Records drawn from a dataset:

Start of Block

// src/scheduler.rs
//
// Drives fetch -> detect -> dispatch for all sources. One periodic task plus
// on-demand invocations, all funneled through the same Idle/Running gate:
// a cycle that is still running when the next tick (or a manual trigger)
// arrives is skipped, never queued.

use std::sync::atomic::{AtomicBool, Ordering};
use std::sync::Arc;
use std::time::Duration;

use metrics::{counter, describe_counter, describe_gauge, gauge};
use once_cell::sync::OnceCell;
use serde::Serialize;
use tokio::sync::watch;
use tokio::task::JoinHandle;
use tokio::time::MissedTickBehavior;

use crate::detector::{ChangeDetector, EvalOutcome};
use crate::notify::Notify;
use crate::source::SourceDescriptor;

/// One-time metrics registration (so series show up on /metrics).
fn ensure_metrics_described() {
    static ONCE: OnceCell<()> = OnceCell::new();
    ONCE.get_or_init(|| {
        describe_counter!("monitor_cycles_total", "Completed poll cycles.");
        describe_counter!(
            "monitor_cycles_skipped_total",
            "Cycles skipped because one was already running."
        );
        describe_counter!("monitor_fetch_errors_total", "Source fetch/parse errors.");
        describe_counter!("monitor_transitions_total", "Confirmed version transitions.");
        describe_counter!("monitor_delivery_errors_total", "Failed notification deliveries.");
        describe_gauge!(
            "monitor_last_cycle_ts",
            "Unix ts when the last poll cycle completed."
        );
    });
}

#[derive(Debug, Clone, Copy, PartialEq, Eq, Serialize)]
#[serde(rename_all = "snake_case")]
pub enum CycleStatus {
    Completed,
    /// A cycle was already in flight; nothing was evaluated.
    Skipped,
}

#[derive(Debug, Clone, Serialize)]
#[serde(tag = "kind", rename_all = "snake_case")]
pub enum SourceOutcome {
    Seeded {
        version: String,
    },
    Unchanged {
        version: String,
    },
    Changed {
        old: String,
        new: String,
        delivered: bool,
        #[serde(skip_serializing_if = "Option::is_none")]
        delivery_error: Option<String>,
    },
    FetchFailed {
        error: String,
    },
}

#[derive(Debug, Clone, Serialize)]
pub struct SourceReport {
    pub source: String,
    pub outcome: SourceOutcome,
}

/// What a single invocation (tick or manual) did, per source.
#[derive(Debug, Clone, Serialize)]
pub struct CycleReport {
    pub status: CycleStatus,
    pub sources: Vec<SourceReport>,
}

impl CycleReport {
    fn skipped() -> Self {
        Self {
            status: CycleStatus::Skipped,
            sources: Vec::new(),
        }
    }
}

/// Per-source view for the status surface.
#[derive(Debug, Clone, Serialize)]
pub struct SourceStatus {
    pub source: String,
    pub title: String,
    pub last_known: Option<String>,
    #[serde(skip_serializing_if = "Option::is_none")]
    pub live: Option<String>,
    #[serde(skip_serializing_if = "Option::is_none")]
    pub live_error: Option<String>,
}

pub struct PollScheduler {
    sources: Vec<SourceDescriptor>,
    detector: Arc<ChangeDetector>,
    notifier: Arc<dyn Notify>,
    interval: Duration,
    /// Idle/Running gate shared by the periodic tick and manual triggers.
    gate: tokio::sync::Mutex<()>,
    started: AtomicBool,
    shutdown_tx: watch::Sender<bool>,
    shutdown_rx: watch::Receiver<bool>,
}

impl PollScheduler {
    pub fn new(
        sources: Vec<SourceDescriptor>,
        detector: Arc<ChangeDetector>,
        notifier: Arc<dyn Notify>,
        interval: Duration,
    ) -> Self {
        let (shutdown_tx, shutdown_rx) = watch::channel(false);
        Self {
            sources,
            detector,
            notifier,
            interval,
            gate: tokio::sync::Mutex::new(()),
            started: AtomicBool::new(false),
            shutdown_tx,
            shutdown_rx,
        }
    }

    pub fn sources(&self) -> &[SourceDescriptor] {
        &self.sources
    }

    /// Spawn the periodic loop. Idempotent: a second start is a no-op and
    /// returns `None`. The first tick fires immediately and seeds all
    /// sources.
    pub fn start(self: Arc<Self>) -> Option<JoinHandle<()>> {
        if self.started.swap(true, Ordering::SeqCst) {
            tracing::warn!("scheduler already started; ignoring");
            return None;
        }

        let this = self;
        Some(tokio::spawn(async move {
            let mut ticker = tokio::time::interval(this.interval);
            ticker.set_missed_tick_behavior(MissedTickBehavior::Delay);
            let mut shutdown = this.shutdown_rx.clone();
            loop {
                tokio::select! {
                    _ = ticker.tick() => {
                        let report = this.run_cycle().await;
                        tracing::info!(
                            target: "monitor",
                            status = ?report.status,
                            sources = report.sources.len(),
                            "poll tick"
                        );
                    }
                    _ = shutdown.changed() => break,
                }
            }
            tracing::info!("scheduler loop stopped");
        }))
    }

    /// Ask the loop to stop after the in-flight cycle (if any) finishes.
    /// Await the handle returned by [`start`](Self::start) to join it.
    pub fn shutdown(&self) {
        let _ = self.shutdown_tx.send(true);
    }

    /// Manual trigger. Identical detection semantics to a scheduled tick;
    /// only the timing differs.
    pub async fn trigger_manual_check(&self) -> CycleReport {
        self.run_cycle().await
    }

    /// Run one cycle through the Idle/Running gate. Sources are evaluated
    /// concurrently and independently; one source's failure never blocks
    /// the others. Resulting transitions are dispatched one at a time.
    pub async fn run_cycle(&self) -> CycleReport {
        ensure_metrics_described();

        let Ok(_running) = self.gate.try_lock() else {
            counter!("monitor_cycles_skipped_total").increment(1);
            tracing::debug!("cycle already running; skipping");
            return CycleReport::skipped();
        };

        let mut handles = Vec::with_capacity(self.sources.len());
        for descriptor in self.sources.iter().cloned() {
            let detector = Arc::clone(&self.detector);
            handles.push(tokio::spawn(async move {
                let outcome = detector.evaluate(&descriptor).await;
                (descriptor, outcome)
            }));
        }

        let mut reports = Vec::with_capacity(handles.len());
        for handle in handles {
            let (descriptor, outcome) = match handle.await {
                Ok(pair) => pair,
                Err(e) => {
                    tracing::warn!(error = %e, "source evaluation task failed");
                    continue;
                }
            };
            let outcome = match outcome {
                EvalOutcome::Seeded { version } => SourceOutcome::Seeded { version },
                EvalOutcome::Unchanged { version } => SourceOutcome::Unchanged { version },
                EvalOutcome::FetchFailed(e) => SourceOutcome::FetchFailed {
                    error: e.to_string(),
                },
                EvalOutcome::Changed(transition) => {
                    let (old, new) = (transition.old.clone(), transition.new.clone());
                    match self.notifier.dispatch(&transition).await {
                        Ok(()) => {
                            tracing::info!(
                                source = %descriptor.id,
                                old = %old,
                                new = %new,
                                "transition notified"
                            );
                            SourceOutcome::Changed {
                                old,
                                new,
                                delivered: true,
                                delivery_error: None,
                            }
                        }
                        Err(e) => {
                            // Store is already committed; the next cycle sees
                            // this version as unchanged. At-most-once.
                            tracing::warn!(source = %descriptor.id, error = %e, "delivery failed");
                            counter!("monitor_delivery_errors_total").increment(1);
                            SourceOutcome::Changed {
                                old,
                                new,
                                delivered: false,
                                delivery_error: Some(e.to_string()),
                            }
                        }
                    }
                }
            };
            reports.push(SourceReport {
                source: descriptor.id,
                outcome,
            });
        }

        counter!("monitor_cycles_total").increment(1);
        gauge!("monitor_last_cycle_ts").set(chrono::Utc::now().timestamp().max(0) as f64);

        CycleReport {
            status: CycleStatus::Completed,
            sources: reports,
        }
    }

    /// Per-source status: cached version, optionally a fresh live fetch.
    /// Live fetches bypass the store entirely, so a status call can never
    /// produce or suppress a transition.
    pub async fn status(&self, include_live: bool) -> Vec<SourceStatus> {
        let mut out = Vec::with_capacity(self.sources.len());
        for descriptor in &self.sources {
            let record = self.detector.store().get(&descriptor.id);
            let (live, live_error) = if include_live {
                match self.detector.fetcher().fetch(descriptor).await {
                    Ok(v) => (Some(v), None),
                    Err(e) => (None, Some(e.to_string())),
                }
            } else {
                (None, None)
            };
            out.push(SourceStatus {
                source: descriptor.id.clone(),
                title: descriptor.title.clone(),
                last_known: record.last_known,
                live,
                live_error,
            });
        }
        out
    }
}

End of Block

Exercise goal: Copy the records above exactly, beginning at the line that contains "did, per source." and stopping after the line that contains "let mut ticker".

Your response:
/// What a single invocation (tick or manual) did, per source.
#[derive(Debug, Clone, Serialize)]
pub struct CycleReport {
    pub status: CycleStatus,
    pub sources: Vec<SourceReport>,
}

impl CycleReport {
    fn skipped() -> Self {
        Self {
            status: CycleStatus::Skipped,
            sources: Vec::new(),
        }
    }
}

/// Per-source view for the status surface.
#[derive(Debug, Clone, Serialize)]
pub struct SourceStatus {
    pub source: String,
    pub title: String,
    pub last_known: Option<String>,
    #[serde(skip_serializing_if = "Option::is_none")]
    pub live: Option<String>,
    #[serde(skip_serializing_if = "Option::is_none")]
    pub live_error: Option<String>,
}

pub struct PollScheduler {
    sources: Vec<SourceDescriptor>,
    detector: Arc<ChangeDetector>,
    notifier: Arc<dyn Notify>,
    interval: Duration,
    /// Idle/Running gate shared by the periodic tick and manual triggers.
    gate: tokio::sync::Mutex<()>,
    started: AtomicBool,
    shutdown_tx: watch::Sender<bool>,
    shutdown_rx: watch::Receiver<bool>,
}

impl PollScheduler {
    pub fn new(
        sources: Vec<SourceDescriptor>,
        detector: Arc<ChangeDetector>,
        notifier: Arc<dyn Notify>,
        interval: Duration,
    ) -> Self {
        let (shutdown_tx, shutdown_rx) = watch::channel(false);
        Self {
            sources,
            detector,
            notifier,
            interval,
            gate: tokio::sync::Mutex::new(()),
            started: AtomicBool::new(false),
            shutdown_tx,
            shutdown_rx,
        }
    }

    pub fn sources(&self) -> &[SourceDescriptor] {
        &self.sources
    }

    /// Spawn the periodic loop. Idempotent: a second start is a no-op and
    /// returns `None`. The first tick fires immediately and seeds all
    /// sources.
    pub fn start(self: Arc<Self>) -> Option<JoinHandle<()>> {
        if self.started.swap(true, Ordering::SeqCst) {
            tracing::warn!("scheduler already started; ignoring");
            return None;
        }

        let this = self;
        Some(tokio::spawn(async move {
            let mut ticker = tokio::time::interval(this.interval);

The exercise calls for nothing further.